Dominik Herr (1757–1818), who had a doctorate in theology, had also tried in vain to improve the parish organization as a chaplain in Hinterzarten from 1782 to 1786. His core beliefs had little in common with his predecessor. The constant transcending of Magons was alien to him. His God let creation take its course and “did not consider it necessary to constantly intervene in the events of the world or to strengthen village pastors in their church building projects. The Lord God had created a reasonable order and the 'parishioners' had to respect it ”. In practical pastoral care, with regard to the duty of obedience and church discipline, the difference between the post-Tridentine Magon and Dominik Herr, who was close to the Catholic Enlightenment , was small.

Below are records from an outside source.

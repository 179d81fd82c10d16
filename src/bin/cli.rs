use clap::Parser;
use serde::{Deserialize, Serialize};
use shortreel::promo::PromoWriter;
use shortreel::{Pipeline, VideoReference};
use std::fs;
use tracing::{error, info, warn};

#[derive(Deserialize, Serialize)]
struct Config {
    api_key: String,
}

#[derive(Parser, Clone)]
#[command(name = "shortreel", about = "Turns a YouTube video into a playable MP4 short")]
pub struct Cli {
    /// A video URL or a bare 11-character video id.
    pub url: String,

    #[arg(long = "output-dir", short, default_value = "./output")]
    pub output_dir: String,

    #[arg(long = "ffmpeg-path", default_value = "ffmpeg")]
    pub ffmpeg_path: String,

    /// OpenAI API key used for promo copy. Falls back to the
    /// OPENAI_API_KEY variable, then to the config file.
    #[arg(long = "api-key")]
    pub api_key: Option<String>,

    /// Skip promo copy generation entirely.
    #[arg(long = "no-copy", action = clap::ArgAction::SetTrue)]
    pub no_copy: bool,

    #[arg(
        long = "verbosity",
        short,
        default_value = "info",
        value_parser = clap::builder::PossibleValuesParser::new([
            "info", "debug", "warn", "error", "trace"
        ])
    )]
    pub verbosity: String,
}

#[tokio::main]
async fn main() -> Result<(), Box<dyn std::error::Error + Send + Sync>> {
    let args = Cli::parse();

    tracing_subscriber::fmt()
        .with_env_filter(
            tracing_subscriber::EnvFilter::try_from_default_env().unwrap_or_else(|_| {
                tracing_subscriber::EnvFilter::new(format!("shortreel={}", args.verbosity))
            }),
        )
        .init();

    // The key is resolved before any download starts so a missing key
    // fails fast instead of after minutes of transfer.
    let api_key = if args.no_copy {
        None
    } else {
        Some(resolve_api_key(args.api_key.clone())?)
    };

    let reference = VideoReference::from_url(&args.url)?;
    let pipeline = Pipeline::new(&args.ffmpeg_path, &args.output_dir)?;

    let media = pipeline.run(&reference).await?;

    println!("Saved {:?}", media.path);
    println!(
        "  {}x{}, {} seconds",
        media.width, media.height, media.duration_seconds
    );
    println!("  thumbnail: {}", reference.thumbnail_url());

    if let Some(api_key) = api_key {
        let writer = PromoWriter::new(api_key)?;
        match writer.generate(&args.url).await {
            Ok(copy) => {
                println!();
                println!("{copy}");
            }
            // The file is already on disk; a copy failure is not fatal.
            Err(e) => warn!("Could not generate promo copy: {e}"),
        }
    }

    Ok(())
}

fn resolve_api_key(
    flag: Option<String>,
) -> Result<String, Box<dyn std::error::Error + Send + Sync>> {
    if let Some(key) = flag {
        return Ok(key);
    }

    if let Ok(key) = std::env::var("OPENAI_API_KEY") {
        if !key.trim().is_empty() {
            return Ok(key.trim().to_string());
        }
    }

    let config_dir = dirs::config_dir().ok_or("Could not find a valid config directory.")?;
    let config_path = config_dir.join("shortreel").join("config.toml");

    if config_path.exists() && config_path.is_file() {
        let content = fs::read_to_string(&config_path)?;
        match toml::from_str::<Config>(&content) {
            Ok(config) => {
                info!("Using API key from {:?}", config_path);
                return Ok(config.api_key);
            }
            Err(e) => error!("Malformed config file at {:?}: {}", config_path, e),
        }
    }

    Err(format!(
        "No API key found. Pass --api-key, set OPENAI_API_KEY, or create {:?}. \
         Use --no-copy to skip promo copy generation.",
        config_path
    )
    .into())
}
//! A tool for executing external commands with a timeout.

use crate::error::{Error, Result};
use std::path::PathBuf;
use std::time::Duration;

/// Runs one external command to completion.
///
/// The process is killed if the timeout expires or the owning future is
/// dropped mid-run.
#[derive(Debug, Clone, PartialEq)]
pub struct Executor {
    /// The path to the command executable.
    pub executable_path: PathBuf,
    /// The timeout for the process.
    pub timeout: Duration,
    /// The arguments to pass to the command.
    pub args: Vec<String>,
}

/// Represents the output of a finished process.
#[derive(Debug, Clone, PartialEq)]
pub struct ProcessOutput {
    /// The stdout of the process.
    pub stdout: String,
    /// The stderr of the process.
    pub stderr: String,
    /// The exit code of the process.
    pub code: i32,
}

impl Executor {
    /// Executes the command and returns the output.
    ///
    /// # Errors
    ///
    /// Returns [`Error::Timeout`] if the process exceeds the configured
    /// timeout, and [`Error::Command`] if it exits non-zero.
    pub async fn execute(&self) -> Result<ProcessOutput> {
        tracing::debug!(executable = ?self.executable_path, args = ?self.args, "executing command");

        let mut command = tokio::process::Command::new(&self.executable_path);
        command.args(&self.args);
        command.stdout(std::process::Stdio::piped());
        command.stderr(std::process::Stdio::piped());
        // Reaps the process if the timeout fires or the caller abandons us.
        command.kill_on_drop(true);

        #[cfg(target_os = "windows")]
        {
            use std::os::windows::process::CommandExt;
            command.creation_flags(0x08000000);
        }

        let child = command.spawn()?;

        let output = match tokio::time::timeout(self.timeout, child.wait_with_output()).await {
            Ok(result) => result?,
            Err(_) => {
                tracing::warn!(timeout = ?self.timeout, "process timed out, killing it");
                return Err(Error::Timeout(self.timeout));
            }
        };

        let stdout = String::from_utf8_lossy(&output.stdout).into_owned();
        let stderr = String::from_utf8_lossy(&output.stderr).into_owned();
        let code = output.status.code().unwrap_or(-1);

        if output.status.success() {
            return Ok(ProcessOutput {
                stdout,
                stderr,
                code,
            });
        }

        Err(Error::Command(format!(
            "Process failed with code {}: {}",
            code, stderr
        )))
    }
}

He denounced the Breitnau customs, which Magon believed to have abolished, such as the winter joint handicrafts of women in "Kunkelstuben", to which men also came and where Herrs was "fornication like sparrows" according to a sermon concept. Herr remained pastor in Breitnau until 1800. Later he was episcopal commissioner at the seminary in Meersburg .

Building history

The basement floors of the tower date from the time before Magon, probably the 13th century. In 1500 lightning burned most of the church. During the reconstruction, a new altar was created, of which a figure of the Evangelist John (today in the rectory) and the image of the predelle with the beheading of John the Baptist have been preserved. The church was damaged in 1669 and during the skirmish in 1690, and the cemetery was destroyed in 1690. Magon found an, in his words, "too short, narrow, low, sooty and dusty, old church that was by no means respectable for the parishioners". Ferdinand von Sickingen liked his plan to replace her, but not the Breitnauer. They refused to do the coronation . “I can't afford to chuck it,” complains Magon, “how hard and bitter this holy and most necessary business was done for me by my parishioners.” Only an order from the manor moved the subjects to give in.

In 1752 the old church was torn down except for the tower, in 1753 a new one was built in a short time. The foundation stone was laid by Peter Glunk, Abbot of the St. Märgen Monastery . The builder was Joseph Hirschbühl from Lingenau in Vorarlberg , from 1738 in Freiburg († 1766). For the topping-out ceremony on July 10, 1753, Magon had benches and tables set up in the shell of the ship made of boards and entertained his around 700 guests with a fattened ox, a sheep, a calf, a "quantity of vegetables and cabbage", 100 loaves of bread and 9 seams of wine . The pastor sat in the choir with his assistant priests and the four bailiffs from Breitnau, Steig-Fahrenberg, Hinterzarten and Eckbach-Siedelbach. In September and October, Johann Sebastian Schilling (1722–1773), like Magon from Villingen, painted the ceiling frescoes. In 1754 the sculptor Josef Anton Hops (1720–1761) completed the side altars and the pulpit, while Georg Samuel Schilling (1695–1757), the father of Johann Sebastian, painted the side altars. In 1755 the cemetery wall was renewed. Magon wanted to replace the old high altar in 1766 for 600 florins from his own pocket; At the request of the Sickinger Baron, however, he used the money to raise the old tower. On September 2, 1775, the Constance Auxiliary Bishop Augustin von Hornstein (from 1768 to 1779 in Constance) inaugurated the church. It was not until 1779 that it received a new high altar with sculptures by Matthias Faller , whose son Johann Nepomuk presumably assisted.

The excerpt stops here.